ASSIGNMENT:
In the records below, find the lines that include "Some" and copy each.

(Stored data)
━━━━━━━━━━━━━━━━━━━━━━━━━━━━━━

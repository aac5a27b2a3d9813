use clap::{Parser, Subcommand};
use rustyline::error::ReadlineError;
use rustyline::DefaultEditor;

use easel::Runtime;

#[derive(Parser)]
#[command(name = "easel", about = "Easel: a scriptable canvas viewer", version)]
#[command(args_conflicts_with_subcommands = true)]
struct Cli {
    #[command(subcommand)]
    command: Option<Commands>,

    /// Script to execute (.esl source or .eslm compiled module)
    file: Option<String>,

    /// Evaluate an expression and print its exit value
    #[arg(short, long)]
    eval: Option<String>,

    /// Load a JSON scene onto the canvas before running
    #[arg(short, long)]
    scene: Option<String>,
}

#[derive(Subcommand)]
enum Commands {
    /// Parse source and display the AST
    Ast {
        /// File to parse
        file: Option<String>,

        /// Expression to parse
        #[arg(short, long)]
        eval: Option<String>,
    },
    /// Compile source and display the bytecode
    Disasm {
        /// File to compile (.esl) or load (.eslm)
        file: String,
    },
    /// Compile a source file to a .eslm module
    Compile {
        /// Source file
        file: String,

        /// Output path (defaults to the input with .eslm)
        #[arg(short, long)]
        output: Option<String>,
    },
}

fn read_file(path: &str) -> String {
    match std::fs::read_to_string(path) {
        Ok(src) => src,
        Err(e) => {
            eprintln!("Error reading {path}: {e}");
            std::process::exit(1);
        }
    }
}

fn module_name(path: &str) -> String {
    std::path::Path::new(path)
        .file_stem()
        .map(|s| s.to_string_lossy().into_owned())
        .unwrap_or_else(|| "main".to_string())
}

fn load_module(path: &str) -> easel_vm::ExecutionModule {
    let result = if path.ends_with(".eslm") {
        match std::fs::read(path) {
            Ok(bytes) => easel::read_module_bytes(&bytes),
            Err(e) => {
                eprintln!("Error reading {path}: {e}");
                std::process::exit(1);
            }
        }
    } else {
        easel::compile_source(&module_name(path), &read_file(path))
    };
    match result {
        Ok(module) => module,
        Err(e) => {
            eprintln!("{e}");
            std::process::exit(1);
        }
    }
}

fn main() {
    let cli = Cli::parse();

    if let Some(command) = cli.command {
        match command {
            Commands::Ast { file, eval } => run_ast(file, eval),
            Commands::Disasm { file } => {
                let module = load_module(&file);
                print!("{}", easel::disassemble(&module));
            }
            Commands::Compile { file, output } => {
                let module = easel::compile_source(&module_name(&file), &read_file(&file));
                let module = match module {
                    Ok(m) => m,
                    Err(e) => {
                        eprintln!("{e}");
                        std::process::exit(1);
                    }
                };
                let out = output.unwrap_or_else(|| {
                    std::path::Path::new(&file)
                        .with_extension("eslm")
                        .to_string_lossy()
                        .into_owned()
                });
                if let Err(e) = std::fs::write(&out, easel::write_module(&module)) {
                    eprintln!("Error writing {out}: {e}");
                    std::process::exit(1);
                }
                eprintln!("wrote {out}");
            }
        }
        return;
    }

    let runtime = Runtime::new();

    if let Some(scene_path) = &cli.scene {
        let json = read_file(scene_path);
        let viewport = runtime.viewport();
        let mut viewport = viewport.borrow_mut();
        match easel_canvas::load_scene(&json, &mut viewport.layer) {
            Ok(n) => eprintln!("loaded {n} objects from {scene_path}"),
            Err(e) => {
                eprintln!("{e}");
                std::process::exit(1);
            }
        }
    }

    if let Some(expr) = &cli.eval {
        match runtime.eval_source("eval", expr) {
            Ok(status) => {
                println!("{status}");
                std::process::exit((status & 0xff) as i32);
            }
            Err(e) => {
                eprintln!("{e}");
                std::process::exit(1);
            }
        }
    }

    if let Some(file) = &cli.file {
        let status = if file.ends_with(".eslm") {
            runtime.eval_module(load_module(file))
        } else {
            runtime.eval_source(&module_name(file), &read_file(file))
        };
        match status {
            Ok(status) => std::process::exit((status & 0xff) as i32),
            Err(e) => {
                eprintln!("{e}");
                std::process::exit(1);
            }
        }
    }

    repl();
}

fn run_ast(file: Option<String>, eval: Option<String>) {
    let (name, source) = match (&file, &eval) {
        (Some(path), None) => (module_name(path), read_file(path)),
        (None, Some(expr)) => ("eval".to_string(), expr.clone()),
        _ => {
            eprintln!("Error: provide a file or --eval expression");
            std::process::exit(1);
        }
    };
    match easel::read_module(&name, &source) {
        Ok(module) => {
            for expr in &module.exprs {
                println!("{expr}");
            }
        }
        Err(e) => {
            eprintln!("{e}");
            std::process::exit(1);
        }
    }
}

/// Accumulating REPL: each accepted line re-runs the whole buffer on a
/// fresh VM and canvas, so bindings from earlier lines stay visible.
fn repl() {
    let mut editor = match DefaultEditor::new() {
        Ok(e) => e,
        Err(e) => {
            eprintln!("cannot start REPL: {e}");
            std::process::exit(1);
        }
    };
    eprintln!("Easel REPL. Ctrl-D to exit.");
    let mut history: Vec<String> = Vec::new();

    loop {
        match editor.readline("easel> ") {
            Ok(line) => {
                let line = line.trim().to_string();
                if line.is_empty() {
                    continue;
                }
                let _ = editor.add_history_entry(&line);
                let mut program = history.join("\n");
                if !program.is_empty() {
                    program.push('\n');
                }
                program.push_str(&line);

                let runtime = Runtime::new();
                match runtime.eval_source("repl", &program) {
                    Ok(status) => {
                        println!("= {status}");
                        history.push(line);
                    }
                    Err(e) => eprintln!("{e}"),
                }
            }
            Err(ReadlineError::Interrupted) => continue,
            Err(ReadlineError::Eof) => break,
            Err(e) => {
                eprintln!("read error: {e}");
                break;
            }
        }
    }
}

━━━━━━━━━━━━━━━━━━━━━━━━━━━━━━

RESULT FOR THIS TASK:
    if let Some(command) = cli.command {
    if let Some(scene_path) = &cli.scene {
    if let Some(expr) = &cli.eval {
    if let Some(file) = &cli.file {
        (Some(path), None) => (module_name(path), read_file(path)),
        (None, Some(expr)) => ("eval".to_string(), expr.clone()),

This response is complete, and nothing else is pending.